### Task item
Would you please output the lines of the data below from the one containing "self.send(self.client.post(self.url(BUNDLE_PATH)).json(&bundle))" to the end, exactly and with nothing added?

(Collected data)
//! HTTP client for the terminology backend.
//!
//! Every backend operation is one method on [`TerminologyApi`]. Pages hold the
//! trait object, so the production [`HttpApi`] can be swapped for a recording
//! double in tests. Calls are never retried; failures are returned as-is.

use async_trait::async_trait;
use namaste_core::admin::{MessageResponse, CSV_MEDIA_TYPE};
use namaste_core::fhir::FhirResourceKind;
use namaste_core::statistics::{Health, StatisticsResponse};
use namaste_core::terminology::{CodeSystem, SearchResponse, TranslationResponse};
use serde::de::DeserializeOwned;
use serde_json::Value;

use crate::prelude::Error;

const SEARCH_PATH: &str = "/api/terminology/search";
const TRANSLATE_PATH: &str = "/api/terminology/translate";
const STATISTICS_PATH: &str = "/api/terminology/statistics";
const LOAD_SAMPLE_PATH: &str = "/api/terminology/load-sample";
const CLEAR_PATH: &str = "/api/terminology/clear";
const CODE_SYSTEM_PATH: &str = "/api/fhir/codesystem";
const CONCEPT_MAP_PATH: &str = "/api/fhir/conceptmap";
const BUNDLE_PATH: &str = "/api/fhir/bundle";
const INGEST_CSV_PATH: &str = "/admin/ingest-csv";
const HEALTH_PATH: &str = "/health";

/// Multipart field carrying the uploaded CSV.
pub const CSV_FORM_FIELD: &str = "csvFile";

#[async_trait]
pub trait TerminologyApi: Send + Sync {
    async fn search(&self, query: &str) -> Result<SearchResponse, Error>;

    /// Translate a code without naming its system; the backend guesses.
    async fn translate(&self, code: &str) -> Result<TranslationResponse, Error>;

    async fn translate_code(
        &self,
        code: &str,
        system: CodeSystem,
    ) -> Result<TranslationResponse, Error>;

    async fn statistics(&self) -> Result<StatisticsResponse, Error>;

    async fn code_system(&self) -> Result<Value, Error>;

    async fn concept_map(&self) -> Result<Value, Error>;

    async fn ingest_csv(&self, content: String) -> Result<MessageResponse, Error>;

    async fn ingest_bundle(&self, bundle: Value) -> Result<MessageResponse, Error>;

    async fn load_sample_data(&self) -> Result<MessageResponse, Error>;

    async fn clear_data(&self) -> Result<MessageResponse, Error>;

    async fn health(&self) -> Result<Health, Error>;

    async fn fhir_resource(&self, kind: FhirResourceKind) -> Result<Value, Error> {
        match kind {
            FhirResourceKind::CodeSystem => self.code_system().await,
            FhirResourceKind::ConceptMap => self.concept_map().await,
        }
    }
}

/// Backend location, read from the environment and overridable from the CLI.
#[derive(Debug, Clone)]
pub struct ApiConfig {
    pub base_url: String,
}

impl ApiConfig {
    pub const DEFAULT_BASE_URL: &'static str = "http://localhost:3000";

    /// Uses NAMASTE_API_URL with default fallback
    pub fn from_env() -> Self {
        Self {
            base_url: std::env::var("NAMASTE_API_URL")
                .unwrap_or_else(|_| Self::DEFAULT_BASE_URL.to_string()),
        }
    }

    /// Apply CLI overrides to the configuration
    pub fn with_overrides(mut self, base_url: Option<String>) -> Self {
        if let Some(url) = base_url {
            self.base_url = url;
        }
        self
    }
}

/// [`TerminologyApi`] over HTTP.
#[derive(Debug, Clone)]
pub struct HttpApi {
    client: reqwest::Client,
    base_url: String,
}

impl HttpApi {
    pub fn new(config: &ApiConfig) -> Result<Self, Error> {
        use reqwest::header::{HeaderMap, HeaderValue, ACCEPT};

        let mut headers = HeaderMap::new();
        headers.insert(ACCEPT, HeaderValue::from_static("application/json"));

        let client = reqwest::Client::builder()
            .default_headers(headers)
            .user_agent(concat!("namaste/", env!("CARGO_PKG_VERSION")))
            .build()
            .map_err(|e| Error::Network(format!("Failed to build HTTP client: {e}")))?;

        Ok(Self {
            client,
            base_url: config.base_url.trim_end_matches('/').to_string(),
        })
    }

    #[cfg(test)]
    fn with_client(client: reqwest::Client, base_url: &str) -> Self {
        Self {
            client,
            base_url: base_url.trim_end_matches('/').to_string(),
        }
    }

    pub fn base_url(&self) -> &str {
        &self.base_url
    }

    fn url(&self, path: &str) -> String {
        format!("{}{path}", self.base_url)
    }

    async fn send<T: DeserializeOwned>(&self, request: reqwest::RequestBuilder) -> Result<T, Error> {
        let response = request.send().await.map_err(|e| {
            log::debug!("request failed before a response arrived: {e:?}");
            Error::Network(e.to_string())
        })?;

        let response = check_response(response).await?;

        response.json::<T>().await.map_err(|e| {
            log::debug!("failed to decode backend response: {e:?}");
            Error::Decode(e.to_string())
        })
    }

    async fn get<T: DeserializeOwned>(&self, path: &str, query: &[(&str, &str)]) -> Result<T, Error> {
        log::debug!("GET {path} {query:?}");
        self.send(self.client.get(self.url(path)).query(query)).await
    }
}

/// Check that an HTTP response was successful, turning non-2xx replies into
/// [`Error::Http`] with the backend's `message` when the body carries one.
async fn check_response(response: reqwest::Response) -> Result<reqwest::Response, Error> {
    if response.status().is_success() {
        return Ok(response);
    }

    let status = response.status();
    let body = response.text().await.unwrap_or_default();
    log::debug!("backend error [{status}]: {body}");

    let message = serde_json::from_str::<MessageResponse>(&body)
        .ok()
        .and_then(|b| b.message);

    Err(Error::Http {
        status: status.as_u16(),
        message,
    })
}

#[async_trait]
impl TerminologyApi for HttpApi {
    async fn search(&self, query: &str) -> Result<SearchResponse, Error> {
        self.get(SEARCH_PATH, &[("q", query)]).await
    }

    async fn translate(&self, code: &str) -> Result<TranslationResponse, Error> {
        self.get(TRANSLATE_PATH, &[("code", code)]).await
    }

    async fn translate_code(
        &self,
        code: &str,
        system: CodeSystem,
    ) -> Result<TranslationResponse, Error> {
        self.get(TRANSLATE_PATH, &[("code", code), ("system", system.as_str())])
            .await
    }

    async fn statistics(&self) -> Result<StatisticsResponse, Error> {
        self.get(STATISTICS_PATH, &[]).await
    }

    async fn code_system(&self) -> Result<Value, Error> {
        self.get(CODE_SYSTEM_PATH, &[]).await
    }

    async fn concept_map(&self) -> Result<Value, Error> {
        self.get(CONCEPT_MAP_PATH, &[]).await
    }

    async fn ingest_csv(&self, content: String) -> Result<MessageResponse, Error> {
        log::debug!("POST {INGEST_CSV_PATH} ({} bytes)", content.len());

        let part = reqwest::multipart::Part::text(content)
            .file_name("upload.csv")
            .mime_str(CSV_MEDIA_TYPE)
            .map_err(|e| Error::Network(format!("Invalid MIME type: {e}")))?;
        let form = reqwest::multipart::Form::new().part(CSV_FORM_FIELD, part);

        self.send(self.client.post(self.url(INGEST_CSV_PATH)).multipart(form))
            .await
    }

    async fn ingest_bundle(&self, bundle: Value) -> Result<MessageResponse, Error> {
        log::debug!("POST {BUNDLE_PATH}");
        self.send(self.client.post(self.url(BUNDLE_PATH)).json(&bundle))
            .await
    }

    async fn load_sample_data(&self) -> Result<MessageResponse, Error> {
        log::debug!("POST {LOAD_SAMPLE_PATH}");
        self.send(self.client.post(self.url(LOAD_SAMPLE_PATH))).await
    }

    async fn clear_data(&self) -> Result<MessageResponse, Error> {
        log::debug!("DELETE {CLEAR_PATH}");
        self.send(self.client.delete(self.url(CLEAR_PATH))).await
    }

    async fn health(&self) -> Result<Health, Error> {
        self.get(HEALTH_PATH, &[]).await
    }
}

### Your response
        self.send(self.client.post(self.url(BUNDLE_PATH)).json(&bundle))
            .await
    }

    async fn load_sample_data(&self) -> Result<MessageResponse, Error> {
        log::debug!("POST {LOAD_SAMPLE_PATH}");
        self.send(self.client.post(self.url(LOAD_SAMPLE_PATH))).await
    }

    async fn clear_data(&self) -> Result<MessageResponse, Error> {
        log::debug!("DELETE {CLEAR_PATH}");
        self.send(self.client.delete(self.url(CLEAR_PATH))).await
    }

    async fn health(&self) -> Result<Health, Error> {
        self.get(HEALTH_PATH, &[]).await
    }
}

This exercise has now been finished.